TomaszKa Napisał(a):
-------------------------------------------------------
> "pierwsi zimowo-klasycznie na „Heinrichu-Chrobaku”
> na Kazalnicy
> W dniach 22-23 marca"...
>
> "Zawsze można podyskutować o tym, czy jest to
> przejście zimowe. Minęliśmy się z zimą o dwa dni
> :). Do tego nie było za dużo śniegu i pyłówek.
> Skała była odsłonięta, a temperatura delikatnie
> powyżej zera."
>
Chłopaki uczciwie napisali jakie mieli warunki.
> widac jak falszywym okresleniem jest
> t "zimowoklasycznie" zamiast "haczenie wielkimi
> fifkami"
>
Wygląda na to, że nie masz pojęcia o czym piszesz.
> 45 lat temu Jano Kurczab i Malolat przeszli droge
> zima, w jeden dzien.
O tym też chłopaki w swoim tekście wspomnieli.
"Pierwsze przejście zimowe jednodniowe: 1978, 28 lutego.
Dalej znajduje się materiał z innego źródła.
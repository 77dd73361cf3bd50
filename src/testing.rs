//! Testing utilities and mock implementations
//!
//! Mock collaborators for exercising the ring buffer on the host without a
//! DMA engine or cache hardware.
//!
//! Only available when running `cargo test`.

// Note: The #[cfg(test)] attribute is applied in lib.rs where this module is declared
#![allow(missing_docs)]
#![allow(clippy::std_instead_of_core, clippy::std_instead_of_alloc)]

extern crate std;

use core::cell::{Cell, RefCell};
use std::boxed::Box;
use std::vec::Vec;

use crate::cache::CacheMaintenance;
use crate::dma::DmaDevice;
use crate::error::{DeviceError, DeviceResult};

// =============================================================================
// Mock DMA Device
// =============================================================================

/// Mock DMA driver with a scriptable received length.
///
/// Optionally bound to the ring storage with [`attach_ring`](Self::attach_ring)
/// so [`land`](Self::land) can play the engine and write bytes at the
/// configured destination, wrapping at the end of storage.
///
/// [`interrupt_on_next_read`](Self::interrupt_on_next_read) runs a closure
/// the next time the buffer samples the received length, standing in for an
/// interrupt that fires in the middle of a read.
///
/// # Example
///
/// ```ignore
/// let device = MockDmaDevice::new();
/// rb.register_dma_device(&device, None)?;
/// rb.dma_configure(0x4000_0000, 8)?;
/// rb.dma_start()?;
/// device.set_received(8);
/// rb.dma_complete()?;
/// ```
#[derive(Debug, Default)]
pub struct MockDmaDevice {
    /// Storage (base address, length), if bound
    ring: Cell<Option<(usize, usize)>>,
    /// Absolute destination of the current transfer
    dest: Cell<usize>,
    /// Reported received length
    received: Cell<usize>,
    /// Record of configure calls: (source, dest, size)
    configured: RefCell<Vec<(usize, usize, usize)>>,
    starts: Cell<usize>,
    stops: Cell<usize>,
    /// One-shot failure statuses
    fail_configure: Cell<Option<i32>>,
    fail_start: Cell<Option<i32>>,
    fail_stop: Cell<Option<i32>>,
    /// Number of `received_len` calls
    reads: Cell<usize>,
    on_read: ReadHook,
}

/// One-shot closure run inside `received_len`
#[derive(Default)]
struct ReadHook(RefCell<Option<Box<dyn FnOnce()>>>);

impl core::fmt::Debug for ReadHook {
    fn fmt(&self, f: &mut core::fmt::Formatter<'_>) -> core::fmt::Result {
        f.debug_tuple("ReadHook")
            .field(&self.0.borrow().is_some())
            .finish()
    }
}

impl MockDmaDevice {
    pub fn new() -> Self {
        Self::default()
    }

    /// Let [`land`](Self::land) write into the storage at `base` of `len`
    /// bytes. Take `base` from the ring (e.g. `dma_transfer().dest_address`
    /// right after registration) so writes go through the ring's pointer.
    pub fn attach_ring(&self, base: usize, len: usize) {
        self.ring.set(Some((base, len)));
    }

    /// Run `hook` at the start of the next `received_len` call.
    pub fn interrupt_on_next_read(&self, hook: impl FnOnce() + 'static) {
        *self.on_read.0.borrow_mut() = Some(Box::new(hook));
    }

    pub fn reads(&self) -> usize {
        self.reads.get()
    }

    pub fn set_received(&self, len: usize) {
        self.received.set(len);
    }

    /// Write `bytes` after the data already landed in this transfer.
    pub fn land(&self, bytes: &[u8]) {
        let Some((base, len)) = self.ring.get() else {
            panic!("MockDmaDevice::land needs attach_ring");
        };

        let start = self.dest.get() - base;
        for (i, &byte) in bytes.iter().enumerate() {
            let offset = (start + self.received.get() + i) % len;
            // SAFETY: `base..base + len` is the storage the buffer handed us
            // through `configure`, and offsets stay below `len`.
            unsafe { core::ptr::write((base + offset) as *mut u8, byte) };
        }
        self.received.set(self.received.get() + bytes.len());
    }

    pub fn configured(&self) -> Vec<(usize, usize, usize)> {
        self.configured.borrow().clone()
    }

    pub fn starts(&self) -> usize {
        self.starts.get()
    }

    pub fn stops(&self) -> usize {
        self.stops.get()
    }

    pub fn fail_configure(&self, status: i32) {
        self.fail_configure.set(Some(status));
    }

    pub fn fail_start(&self, status: i32) {
        self.fail_start.set(Some(status));
    }

    pub fn fail_stop(&self, status: i32) {
        self.fail_stop.set(Some(status));
    }
}

impl DmaDevice for MockDmaDevice {
    fn configure(&self, source: usize, dest: usize, size: usize) -> DeviceResult<()> {
        if let Some(status) = self.fail_configure.take() {
            return Err(DeviceError::new(status));
        }
        self.configured.borrow_mut().push((source, dest, size));
        self.dest.set(dest);
        self.received.set(0);
        Ok(())
    }

    fn start(&self) -> DeviceResult<()> {
        if let Some(status) = self.fail_start.take() {
            return Err(DeviceError::new(status));
        }
        self.starts.set(self.starts.get() + 1);
        Ok(())
    }

    fn stop(&self) -> DeviceResult<()> {
        if let Some(status) = self.fail_stop.take() {
            return Err(DeviceError::new(status));
        }
        self.stops.set(self.stops.get() + 1);
        Ok(())
    }

    fn received_len(&self) -> usize {
        self.reads.set(self.reads.get() + 1);
        let hook = self.on_read.0.borrow_mut().take();
        if let Some(hook) = hook {
            hook();
        }
        self.received.get()
    }
}

// =============================================================================
// Mock Cache
// =============================================================================

/// Cache maintenance op recorded by [`MockCache`]
#[derive(Debug, Clone, Copy, PartialEq, Eq)]
pub enum CacheOp {
    Clean,
    Invalidate,
}

/// Records every maintenance call as (op, address, len).
#[derive(Debug, Default)]
pub struct MockCache {
    log: RefCell<Vec<(CacheOp, usize, usize)>>,
}

impl MockCache {
    pub fn new() -> Self {
        Self::default()
    }

    pub fn log(&self) -> Vec<(CacheOp, usize, usize)> {
        self.log.borrow().clone()
    }

    /// Spans passed to `clean`, in call order
    pub fn cleaned(&self) -> Vec<(usize, usize)> {
        self.spans(CacheOp::Clean)
    }

    /// Spans passed to `invalidate`, in call order
    pub fn invalidated(&self) -> Vec<(usize, usize)> {
        self.spans(CacheOp::Invalidate)
    }

    pub fn clear(&self) {
        self.log.borrow_mut().clear();
    }

    fn spans(&self, op: CacheOp) -> Vec<(usize, usize)> {
        self.log
            .borrow()
            .iter()
            .filter(|(o, _, _)| *o == op)
            .map(|&(_, address, len)| (address, len))
            .collect()
    }
}

impl CacheMaintenance for MockCache {
    fn clean(&self, address: usize, len: usize) {
        self.log.borrow_mut().push((CacheOp::Clean, address, len));
    }

    fn invalidate(&self, address: usize, len: usize) {
        self.log
            .borrow_mut()
            .push((CacheOp::Invalidate, address, len));
    }
}

// =============================================================================
// Mock Delay
// =============================================================================

/// Mock delay for testing without actual timing
///
/// Records delays for verification without actually waiting.
#[derive(Debug, Default)]
pub struct MockDelay {
    total_ns: Cell<u64>,
    calls: Cell<usize>,
}

impl MockDelay {
    pub fn new() -> Self {
        Self::default()
    }

    /// Total nanoseconds that were "delayed"
    pub fn total_ns(&self) -> u64 {
        self.total_ns.get()
    }

    /// Number of delay calls
    pub fn calls(&self) -> usize {
        self.calls.get()
    }
}

impl embedded_hal::delay::DelayNs for MockDelay {
    fn delay_ns(&mut self, ns: u32) {
        self.total_ns.set(self.total_ns.get() + u64::from(ns));
        self.calls.set(self.calls.get() + 1);
    }
}

// =============================================================================
// Wake Counter
// =============================================================================

/// Waker that counts how often it was woken.
#[cfg(feature = "async")]
#[derive(Debug, Default)]
pub struct WakeCounter {
    count: std::sync::atomic::AtomicUsize,
}

#[cfg(feature = "async")]
impl WakeCounter {
    pub fn new() -> std::sync::Arc<Self> {
        std::sync::Arc::new(Self::default())
    }

    pub fn count(&self) -> usize {
        self.count.load(std::sync::atomic::Ordering::SeqCst)
    }

    pub fn waker(self: &std::sync::Arc<Self>) -> core::task::Waker {
        core::task::Waker::from(self.clone())
    }
}

#[cfg(feature = "async")]
impl std::task::Wake for WakeCounter {
    fn wake(self: std::sync::Arc<Self>) {
        self.wake_by_ref();
    }

    fn wake_by_ref(self: &std::sync::Arc<Self>) {
        self.count.fetch_add(1, std::sync::atomic::Ordering::SeqCst);
    }
}

// =============================================================================
// Tests
// =============================================================================

#[cfg(test)]
mod tests {
    use super::*;

    #[test]
    fn mock_device_failures_are_one_shot() {
        let device = MockDmaDevice::new();
        device.fail_start(7);

        assert_eq!(device.start(), Err(DeviceError::new(7)));
        assert_eq!(device.start(), Ok(()));
        assert_eq!(device.starts(), 1);
    }

    #[test]
    fn configure_resets_received() {
        let device = MockDmaDevice::new();
        device.set_received(12);
        device.configure(0x10, 0x20, 16).unwrap();

        assert_eq!(device.received_len(), 0);
        assert_eq!(device.configured(), [(0x10, 0x20, 16)]);
    }

    #[test]
    fn land_wraps_inside_ring() {
        let mut storage = [0u8; 4];
        let device = MockDmaDevice::new();
        {
            let region = &mut storage[..];
            let base = region.as_mut_ptr() as usize;
            device.attach_ring(base, region.len());

            device.configure(0x10, base + 3, 3).unwrap();
            device.land(&[7, 8, 9]);
        }

        assert_eq!(device.received_len(), 3);
        assert_eq!(storage, [8, 9, 0, 7]);
    }

    #[test]
    fn read_hook_runs_once() {
        let device = MockDmaDevice::new();
        let fired = std::rc::Rc::new(Cell::new(0));
        let counter = std::rc::Rc::clone(&fired);
        device.interrupt_on_next_read(move || counter.set(counter.get() + 1));

        device.received_len();
        device.received_len();

        assert_eq!(fired.get(), 1);
        assert_eq!(device.reads(), 2);
    }

    #[test]
    fn mock_cache_splits_by_op() {
        let cache = MockCache::new();
        cache.clean(0x100, 4);
        cache.invalidate(0x200, 8);

        assert_eq!(cache.cleaned(), [(0x100, 4)]);
        assert_eq!(cache.invalidated(), [(0x200, 8)]);
        assert_eq!(cache.log().len(), 2);
    }
}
Zespół: Zbigniew Czyżewski i Janusz Kurczab (w warunkach prawie letnich i miękkich butach). 17h"
Swoją drogą zastanawia mnie jak takie warunki końcem lutego 1978r. mogły wyglądać??
Więc o tym przejściu:
[
drytooling.com.pl]
Pozdrawiam
PS Jak dla mnie SUPER przejście i chłopakom GRATULUJĘ!